Overview (NPTESTS command)

NPTESTS is a collection of nonparametric tests. These tests make minimal assumptions about the underlying distribution of the data.

The tests that are available in NPTESTS can be grouped into three broad categories based on how the data are organized.

  • A one-sample test analyzes one field.
  • A test for related samples compares two or more fields for the same set of cases.
  • An independent-samples test analyzes one field that is grouped by categories of another field.

Options

Automatic test selection
If a test subcommand (ONESAMPLE, INDEPENDENT, or RELATED) is specified without any test specifications, then NPTESTS automatically chooses the "best" tests to perform for each field specified on the subcommand. See the individual subcommands for details.
Multiple comparisons
In addition to the "omnibus" tests for k independent or related samples, the samples can also be tested pairwise, either by all pairwise comparisions or through a stepwise stepdown procedure.
Missing value handling
Records with missing values can be handled listwise or analysis by analysis.
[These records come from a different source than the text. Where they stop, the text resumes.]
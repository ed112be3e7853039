//! Unit tests for cm-core primitives.

#[cfg(test)]
mod vec2 {
    use crate::Vec2;

    #[test]
    fn unit_from_deg_cardinal_directions() {
        let east = Vec2::unit_from_deg(0.0);
        assert!((east.x - 1.0).abs() < 1e-12);
        assert!(east.y.abs() < 1e-12);

        let north = Vec2::unit_from_deg(90.0);
        assert!(north.x.abs() < 1e-12);
        assert!((north.y - 1.0).abs() < 1e-12);
    }

    #[test]
    fn dot_and_cross() {
        let a = Vec2::new(1.0, 0.0);
        let b = Vec2::new(0.0, 1.0);
        assert_eq!(a.dot(b), 0.0);
        assert_eq!(a.cross(b), 1.0);
        assert_eq!(b.cross(a), -1.0);
    }

    #[test]
    fn normalized_unit_length() {
        let v = Vec2::new(3.0, 4.0).normalized().unwrap();
        assert!((v.norm() - 1.0).abs() < 1e-12);
        assert!((v.x - 0.6).abs() < 1e-12);
        assert!((v.y - 0.8).abs() < 1e-12);
    }

    #[test]
    fn normalized_rejects_zero_vector() {
        assert!(Vec2::new(0.0, 0.0).normalized().is_none());
        assert!(Vec2::new(f64::NAN, 1.0).normalized().is_none());
    }

    #[test]
    fn heading_deg_quadrants() {
        assert!((Vec2::new(1.0, 1.0).heading_deg() - 45.0).abs() < 1e-12);
        assert!((Vec2::new(-1.0, -1.0).heading_deg() - (-135.0)).abs() < 1e-12);
    }

    #[test]
    fn add_sub_scale() {
        let v = Vec2::new(1.0, 2.0) + Vec2::new(3.0, -1.0);
        assert_eq!(v, Vec2::new(4.0, 1.0));
        assert_eq!(v - Vec2::new(4.0, 0.0), Vec2::new(0.0, 1.0));
        assert_eq!(v.scaled(0.5), Vec2::new(2.0, 0.5));
    }

    #[test]
    fn rotated_quarter_turn() {
        let v = Vec2::new(1.0, 0.0).rotated(std::f64::consts::FRAC_PI_2);
        assert!(v.x.abs() < 1e-12);
        assert!((v.y - 1.0).abs() < 1e-12);

        // Negative angle turns clockwise.
        let w = Vec2::new(0.0, 1.0).rotated(-std::f64::consts::FRAC_PI_2);
        assert!((w.x - 1.0).abs() < 1e-12);
        assert!(w.y.abs() < 1e-12);
    }
}

#[cfg(test)]
mod angle {
    use crate::{clip_unit, wrap_display_deg};

    #[test]
    fn clip_unit_bounds() {
        assert_eq!(clip_unit(1.0 + 1e-15), 1.0);
        assert_eq!(clip_unit(-1.0 - 1e-15), -1.0);
        assert_eq!(clip_unit(0.5), 0.5);
    }

    #[test]
    fn clip_makes_acos_safe() {
        // A cosine a hair above 1 must not produce NaN downstream.
        let theta = clip_unit(1.0 + 1e-15).acos();
        assert_eq!(theta, 0.0);
    }

    #[test]
    fn wrap_shifts_only_below_minus_90() {
        assert_eq!(wrap_display_deg(-135.0), 225.0);
        assert_eq!(wrap_display_deg(-180.0), 180.0);
        assert_eq!(wrap_display_deg(-90.0), -90.0);
        assert_eq!(wrap_display_deg(170.0), 170.0);
    }
}
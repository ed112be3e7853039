//! Per-trial circular accuracy and the group mean resultant length.

use cm_core::{CmError, Vec2, clip_unit};

use crate::StatsResult;

/// Angular deviation Δθ ∈ [0, π] between the preferred direction at
/// `preferred_deg` degrees and the (unnormalized) trial heading `heading`.
///
/// The dot product is clamped into [-1, 1] before `acos`, so floating-point
/// overshoot can never produce a domain error.  A zero-length heading is a
/// hard error — it means the trial recorded no direction at all.
pub fn angular_deviation_rad(preferred_deg: f64, heading: Vec2) -> StatsResult<f64> {
    let g = Vec2::unit_from_deg(preferred_deg);
    let h = heading.normalized().ok_or(CmError::ZeroLengthDirection)?;
    Ok(clip_unit(h.dot(g)).acos())
}

/// Couzin accuracy: `1 − Δθ/π`.
///
/// 1 when the group moved exactly along the preferred direction, 0 when
/// exactly opposite, 0.5 when orthogonal.
pub fn couzin_accuracy(preferred_deg: f64, heading: Vec2) -> StatsResult<f64> {
    Ok(1.0 - angular_deviation_rad(preferred_deg, heading)? / std::f64::consts::PI)
}

/// The `a_vs_p` variant: `(couzin_accuracy + 1) / 2`, range [0.5, 1].
///
/// Not equivalent to [`couzin_accuracy`] and never interchangeable with it;
/// the originating analysis applies this extra rescaling without stating
/// why, so it is kept as its own definition.
pub fn couzin_accuracy_rescaled(preferred_deg: f64, heading: Vec2) -> StatsResult<f64> {
    Ok((couzin_accuracy(preferred_deg, heading)? + 1.0) / 2.0)
}

/// Mean resultant length `R` of a set of trials against their per-trial
/// preferred directions.
///
/// Per trial: `cos θ = ĥ·ĝ`, `sin θ = ĥ×ĝ` (2D cross product for the sign).
/// The components are averaged separately and `R = √(C̄² + S̄²)`.
///
/// `R = 1` iff every trial shares one heading relative to its preference;
/// headings split across the 0°/360° seam cancel in the component means,
/// which naive angle averaging would miss.
pub fn mean_resultant_length(preferred_deg: &[f64], headings: &[Vec2]) -> StatsResult<f64> {
    if preferred_deg.is_empty() || preferred_deg.len() != headings.len() {
        return Err(crate::StatsError::EmptyGroup);
    }

    let mut cos_sum = 0.0;
    let mut sin_sum = 0.0;
    for (&deg, &heading) in preferred_deg.iter().zip(headings) {
        let g = Vec2::unit_from_deg(deg);
        let h = heading.normalized().ok_or(CmError::ZeroLengthDirection)?;
        cos_sum += h.dot(g);
        sin_sum += h.cross(g);
    }

    let n = preferred_deg.len() as f64;
    Ok((cos_sum / n).hypot(sin_sum / n))
}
User-missing values on categorical fields can be treated as valid or excluded from analysis.

Basic Specification

The basic specification is a single test subcommand (ONESAMPLE, INDEPENDENT, or RELATED) and a TEST keyword with a list of fields to be tested.

Syntax Rules

  • At least one test subcommand must be specified; all other subcommands are optional.
  • Subcommands may be specified in any order.
  • Only a single instance of each subcommand is allowed.
  • An error occurs if a keyword is specified more than once within a subcommand.
  • Parentheses, equals signs, and slashes shown in the syntax chart are required.
  • The command name, subcommand names, and keywords must be spelled in full.
  • Empty subcommands are not allowed.
  • Any split field defined on the SPLIT FILE command cannot be used on this command.
  • Any field specified on the WEIGHT command cannot be used on this command.

Operations

Note: Measurement level can affect the results. If any variables (fields) have an unknown measurement level, a data pass is performed to determine the measurement level before the analysis begins. For information on the determination criteria, see SET SCALEMIN.